I'm giving a talk about "Lessons Learned from Developing Apache Hadoop" at UC Irvine tomorrow.
Hadoop is quickly becoming the foundation for big data processing in
enterprises and has spread from its original web adopters (Yahoo,
Facebook, Amazon, Google, LinkedIn, Ebay, Twitter, Netflix, Alibaba) to
other large tech companies (Apple, Microsoft, IBM, Adobe, Intel, AMD,
NetApp, EMC, Cisco, Nokia, AOL), startups (DropBox, Foursquare,
StumbleUpon, Zillow,Match.com Match.com, Rackspace), government (CIA, NSA, Booz Allen Hamilton), commercial (Sears, Walmart, Gap) and financial (JP Morgan, Mastercard).

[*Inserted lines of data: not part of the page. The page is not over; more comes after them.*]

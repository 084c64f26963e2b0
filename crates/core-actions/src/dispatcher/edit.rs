//! Text edit handling (insert/paragraph/backspace/delete).

use super::{DispatchResult, accepts};
use crate::EditKind;
use core_model::EditorModel;
use core_state::InputInterest;

pub(crate) fn handle_edit(kind: EditKind, model: &mut EditorModel) -> DispatchResult {
    let interest = match kind {
        EditKind::InsertText(_) => InputInterest::TEXT,
        _ => InputInterest::KEY,
    };
    let state = model.state();
    if !accepts(state, state.current(), interest) {
        tracing::debug!(target: "actions.dispatch", ?interest, "input not routed");
        return DispatchResult::clean();
    }
    let before = model.state().current();
    match kind {
        EditKind::InsertText(text) => {
            model.edit(|s| s.insert_text(&text));
            tracing::trace!(target: "actions.dispatch", op = "insert_text", len = text.len(), page = before.page, paragraph = before.paragraph, "edit");
        }
        EditKind::InsertParagraph => {
            model.edit(|s| s.insert_paragraph());
            tracing::trace!(target: "actions.dispatch", op = "insert_paragraph", page = before.page, paragraph = before.paragraph, "edit");
        }
        EditKind::Backspace => {
            model.edit(|s| s.backspace());
            tracing::trace!(target: "actions.dispatch", op = "backspace", page = before.page, paragraph = before.paragraph, "edit");
        }
        EditKind::DeleteForward => {
            if !model.state().has_selection() {
                return DispatchResult::clean();
            }
            model.edit(|s| s.delete_forward());
            tracing::trace!(target: "actions.dispatch", op = "delete_forward", page = before.page, paragraph = before.paragraph, "edit");
        }
    }
    DispatchResult::dirty()
}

I will summarize the history of Hadoop and discuss some of the right decisions and big wins as well as some mistakes and lessons learned. For example, releasing early and often and evolving quickly in the early days forced the project to stay focused on continuous improvements that mattered to the user. On the other hand, we wanted to improve the MapReduce API, so we made a completely new one, which is an improvement but now we have to support both APIs indefinitely. I'll also discuss some of the current challenges and how we are working on them.